--- Exercise directions ---
Your answer is a copy of every line in the records where "values" appears.

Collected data
= = =

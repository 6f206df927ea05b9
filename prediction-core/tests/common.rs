use chrono::{DateTime, TimeZone, Utc};
use prediction_core::ScoringEngine;
use prediction_core::reconciliation::{LeaderboardRow, RunSummary};
use prediction_types::{GameRules, GameRun, Numbers, DEFAULT_GAME_TYPE};

pub const PICKS: [i32; 10] = [1, 5, 9, 20, 33, 44, 55, 66, 77, 88];
pub const DRAWN: [i32; 10] = [5, 9, 12, 20, 33, 44, 55, 66, 77, 99];

pub fn numbers(values: &[i32]) -> Numbers {
    Numbers::new(values.to_vec(), &GameRules::standard()).unwrap()
}

pub fn at(day: u32, hour: u32) -> DateTime<Utc> {
    Utc.with_ymd_and_hms(2024, 3, day, hour, 0, 0).unwrap()
}

/// Creates a scored run the way the run log would store it
pub fn create_test_run(id: i32, email: &str, picks: &[i32], drawn: &[i32], when: DateTime<Utc>) -> GameRun {
    let predictions = numbers(picks);
    let random_numbers = numbers(drawn);
    GameRun {
        id,
        user_name: format!("player-{id}"),
        email: email.to_string(),
        score: ScoringEngine::score(&predictions, &random_numbers),
        predictions,
        random_numbers,
        game_type: DEFAULT_GAME_TYPE.to_string(),
        created_at: when.to_rfc3339(),
    }
}

pub fn create_test_row(id: i32, email: &str, best_score: i32, total_games_played: i32) -> LeaderboardRow {
    LeaderboardRow {
        id,
        email: email.to_string(),
        game_type: DEFAULT_GAME_TYPE.to_string(),
        name: format!("row-{id}"),
        best_score,
        total_games_played,
    }
}

pub fn summarize(run: &GameRun) -> RunSummary {
    RunSummary {
        id: run.id,
        email: run.email.clone(),
        game_type: run.game_type.clone(),
        user_name: run.user_name.clone(),
        created_at: DateTime::parse_from_rfc3339(&run.created_at)
            .unwrap()
            .with_timezone(&Utc),
    }
}
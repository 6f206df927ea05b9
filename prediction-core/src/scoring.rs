use std::collections::HashSet;

use prediction_types::{GameRules, Numbers, ValidationError};

pub struct ScoringEngine;

impl ScoringEngine {
    /// Count the distinct predicted values that also appear among the drawn
    /// numbers. Both sides are treated as sets, so repeated picks or repeated
    /// draws never count twice and positions do not matter.
    pub fn score(predictions: &Numbers, random_numbers: &Numbers) -> u32 {
        let drawn: HashSet<i32> = random_numbers.as_slice().iter().copied().collect();
        let predicted: HashSet<i32> = predictions.as_slice().iter().copied().collect();

        predicted.intersection(&drawn).count() as u32
    }

    /// Validate raw sequences against the rules, then score them.
    pub fn score_raw(
        rules: &GameRules,
        predictions: &[i32],
        random_numbers: &[i32],
    ) -> Result<u32, ValidationError> {
        let predictions = Numbers::new(predictions.to_vec(), rules)?;
        let random_numbers = Numbers::new(random_numbers.to_vec(), rules)?;
        Ok(Self::score(&predictions, &random_numbers))
    }

    /// Distinct matched values in the order they were predicted.
    pub fn matching_numbers(predictions: &Numbers, random_numbers: &Numbers) -> Vec<i32> {
        let drawn: HashSet<i32> = random_numbers.as_slice().iter().copied().collect();
        let mut seen = HashSet::new();

        predictions
            .as_slice()
            .iter()
            .copied()
            .filter(|n| drawn.contains(n) && seen.insert(*n))
            .collect()
    }
}
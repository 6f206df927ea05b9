mod common;

use common::*;
use prediction_core::reconciliation::{NameSource, audit, plan_reconciliation};
use prediction_core::{AnalyticsEngine, ScoringEngine};
use prediction_types::GameRules;

#[test]
fn test_score_matches_worked_example() {
    assert_eq!(ScoringEngine::score(&numbers(&PICKS), &numbers(&DRAWN)), 8);
    assert_eq!(
        ScoringEngine::score_raw(&GameRules::standard(), &PICKS, &DRAWN).unwrap(),
        8
    );
}

#[test]
fn test_score_is_symmetric_and_bounded() {
    let rules = GameRules::standard();
    let repeated = [7; 10];
    for (a, b) in [(&PICKS, &DRAWN), (&PICKS, &repeated), (&repeated, &DRAWN)] {
        let forward = ScoringEngine::score(&numbers(a), &numbers(b));
        let backward = ScoringEngine::score(&numbers(b), &numbers(a));
        assert_eq!(forward, backward);
        assert!(forward <= rules.max_score());
    }
}

#[test]
fn test_analytics_over_run_log() {
    let runs = vec![
        create_test_run(1, "Ann@x.com", &PICKS, &DRAWN, at(1, 9)),
        create_test_run(2, "ann@x.com ", &PICKS, &PICKS, at(2, 9)),
        create_test_run(3, "ben@x.com", &DRAWN, &PICKS, at(3, 9)),
    ];

    let stats = AnalyticsEngine::global_stats(&runs).unwrap();
    assert_eq!(stats.total_games, 3);
    assert_eq!(stats.total_players, 2);
    assert_eq!(stats.best_score, 10);
    assert_eq!(stats.score_distribution.get(&8), Some(&2));

    let ann: Vec<_> = runs[..2].to_vec();
    let user = AnalyticsEngine::user_stats(&ann, at(5, 9)).unwrap();
    assert_eq!(user.total_games, 2);
    assert_eq!(user.latest_score, 10);
    assert_eq!(user.score_trend, vec![8, 10]);
    assert_eq!(user.games_last_week, 2);

    let frequencies = AnalyticsEngine::number_frequencies(&runs);
    let insights = AnalyticsEngine::pattern_insights(&frequencies, &GameRules::standard()).unwrap();
    assert!(insights.randomness_score <= 100);
}

#[test]
fn test_reconciliation_plan_then_audit_is_clean() {
    let rows = vec![
        create_test_row(1, "A@x.com", 6, 5),
        create_test_row(2, "a@x.com ", 9, 3),
        create_test_row(3, "b@x.com", 4, 1),
    ];
    let runs = vec![
        create_test_run(10, "a@X.com", &PICKS, &DRAWN, at(1, 8)),
        create_test_run(11, "A@x.com", &PICKS, &DRAWN, at(1, 12)),
    ];
    let summaries: Vec<_> = runs.iter().map(summarize).collect();

    let before = audit(&rows);
    assert!(!before.is_clean());
    assert_eq!(before.duplicate_groups.len(), 1);

    let plan = plan_reconciliation(&rows, &summaries, NameSource::default());
    let after = plan.apply(&rows);
    assert_eq!(after.len(), 2);
    assert_eq!(after[0].id, 2);
    assert_eq!(after[0].email, "a@x.com");
    assert_eq!(after[0].best_score, 9);
    assert_eq!(after[0].total_games_played, 3);
    assert_eq!(after[0].name, "player-11");
    assert!(audit(&after).is_clean());

    let again = plan_reconciliation(&after, &summaries, NameSource::default());
    assert!(again.is_noop());
}
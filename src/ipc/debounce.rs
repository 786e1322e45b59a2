//! Leading + trailing edge debouncer for bursty broadcasts.

use parking_lot::Mutex;
use std::sync::Arc;
use std::time::Duration;
use tokio::time::Instant;

struct Window<T> {
    open: bool,
    deadline: Instant,
    pending: Option<T>,
}

struct Inner<T> {
    delay: Duration,
    sink: Box<dyn Fn(T) + Send + Sync>,
    window: Mutex<Window<T>>,
}

/// Collapses a burst of calls into at most two sink invocations: the first
/// value immediately, then the latest value once `delay` has passed with no
/// further calls.
///
/// Outside a tokio runtime every call goes straight to the sink.
pub struct Debounced<T> {
    inner: Arc<Inner<T>>,
}

impl<T: Send + 'static> Debounced<T> {
    pub fn new<F>(delay: Duration, sink: F) -> Self
    where
        F: Fn(T) + Send + Sync + 'static,
    {
        Self {
            inner: Arc::new(Inner {
                delay,
                sink: Box::new(sink),
                window: Mutex::new(Window {
                    open: false,
                    deadline: Instant::now(),
                    pending: None,
                }),
            }),
        }
    }

    pub fn call(&self, value: T) {
        let Ok(runtime) = tokio::runtime::Handle::try_current() else {
            (self.inner.sink)(value);
            return;
        };

        {
            let mut window = self.inner.window.lock();
            window.deadline = Instant::now() + self.inner.delay;
            if window.open {
                window.pending = Some(value);
                return;
            }
            window.open = true;
        }

        (self.inner.sink)(value);
        runtime.spawn(trailing_edge(self.inner.clone()));
    }

    /// Emit the pending value now instead of waiting for the trailing edge.
    pub fn flush(&self) {
        let pending = self.inner.window.lock().pending.take();
        if let Some(value) = pending {
            (self.inner.sink)(value);
        }
    }
}

async fn trailing_edge<T: Send + 'static>(inner: Arc<Inner<T>>) {
    loop {
        let deadline = inner.window.lock().deadline;
        tokio::time::sleep_until(deadline).await;

        let pending = {
            let mut window = inner.window.lock();
            if Instant::now() < window.deadline {
                continue;
            }
            match window.pending.take() {
                Some(value) => {
                    window.deadline = Instant::now() + inner.delay;
                    value
                }
                None => {
                    window.open = false;
                    return;
                }
            }
        };
        (inner.sink)(pending);
    }
}
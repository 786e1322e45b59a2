//! The contract extension authors implement, and how entry points are
//! mapped to constructors.

use async_trait::async_trait;
use dashmap::DashMap;
use std::path::Path;
use std::sync::Arc;

use super::ProcessKind;
use super::record::InstalledExtensionRecord;
use super::registration::Registrar;
use crate::disposer::{Disposer, DisposerStack};

/// A live extension inside one process.
///
/// Every hook is optional. Errors (and panics) from hooks are caught and
/// logged by the coordinator; they never reach other extensions.
#[async_trait]
pub trait Extension: Send + Sync {
    async fn activate(&self, _ctx: &ExtensionContext) -> anyhow::Result<()> {
        Ok(())
    }

    /// Contribute commands, categories, routes. Runs after every extension in
    /// the batch finished activating.
    fn register(&self, _registrar: &mut Registrar<'_>) {}

    async fn enable(&self, _ctx: &ExtensionContext) -> anyhow::Result<()> {
        Ok(())
    }

    /// Runs on disable, before the context's disposers.
    async fn deactivate(&self, _ctx: &ExtensionContext) -> anyhow::Result<()> {
        Ok(())
    }
}

/// Per-instance handle passed to hooks.
pub struct ExtensionContext {
    pub id: String,
    pub name: String,
    pub version: String,
    pub process: ProcessKind,
    pub is_bundled: bool,
    disposers: DisposerStack,
}

impl ExtensionContext {
    pub(crate) fn new(record: &InstalledExtensionRecord, process: ProcessKind) -> Self {
        Self {
            id: record.id.clone(),
            name: record.name().to_string(),
            version: record.version().to_string(),
            process,
            is_bundled: record.is_bundled,
            disposers: DisposerStack::new(),
        }
    }

    /// Run `disposer` when the extension is disabled. Disposers run newest
    /// first.
    pub fn on_dispose(&self, disposer: Disposer) {
        self.disposers.push(disposer);
    }

    pub(crate) fn disposers(&self) -> &DisposerStack {
        &self.disposers
    }
}

/// Builds an extension from its record.
pub type ExtensionFactory =
    Arc<dyn Fn(&InstalledExtensionRecord) -> anyhow::Result<Box<dyn Extension>> + Send + Sync>;

/// Maps a resolved entry point to the constructor behind it.
pub trait FactoryResolver: Send + Sync {
    fn resolve(
        &self,
        record: &InstalledExtensionRecord,
        kind: ProcessKind,
        entry: &Path,
    ) -> Option<ExtensionFactory>;
}

/// Factories registered at startup, looked up by extension name and process
/// kind. The entry point path only has to exist in the manifest.
#[derive(Default)]
pub struct FactoryTable {
    factories: DashMap<(String, ProcessKind), ExtensionFactory>,
}

impl FactoryTable {
    pub fn new() -> Self {
        Self::default()
    }

    pub fn register<F>(&self, name: impl Into<String>, kind: ProcessKind, factory: F)
    where
        F: Fn(&InstalledExtensionRecord) -> anyhow::Result<Box<dyn Extension>> + Send + Sync + 'static,
    {
        self.factories.insert((name.into(), kind), Arc::new(factory));
    }

    pub fn len(&self) -> usize {
        self.factories.len()
    }

    pub fn is_empty(&self) -> bool {
        self.factories.is_empty()
    }
}

impl FactoryResolver for FactoryTable {
    fn resolve(
        &self,
        record: &InstalledExtensionRecord,
        kind: ProcessKind,
        _entry: &Path,
    ) -> Option<ExtensionFactory> {
        self.factories
            .get(&(record.name().to_string(), kind))
            .map(|f| f.value().clone())
    }
}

= = =

--- Solution ---
pub fn numbers(values: &[i32]) -> Numbers {
    Numbers::new(values.to_vec(), &GameRules::standard()).unwrap()
    /// Count the distinct predicted values that also appear among the drawn
    /// Distinct matched values in the order they were predicted.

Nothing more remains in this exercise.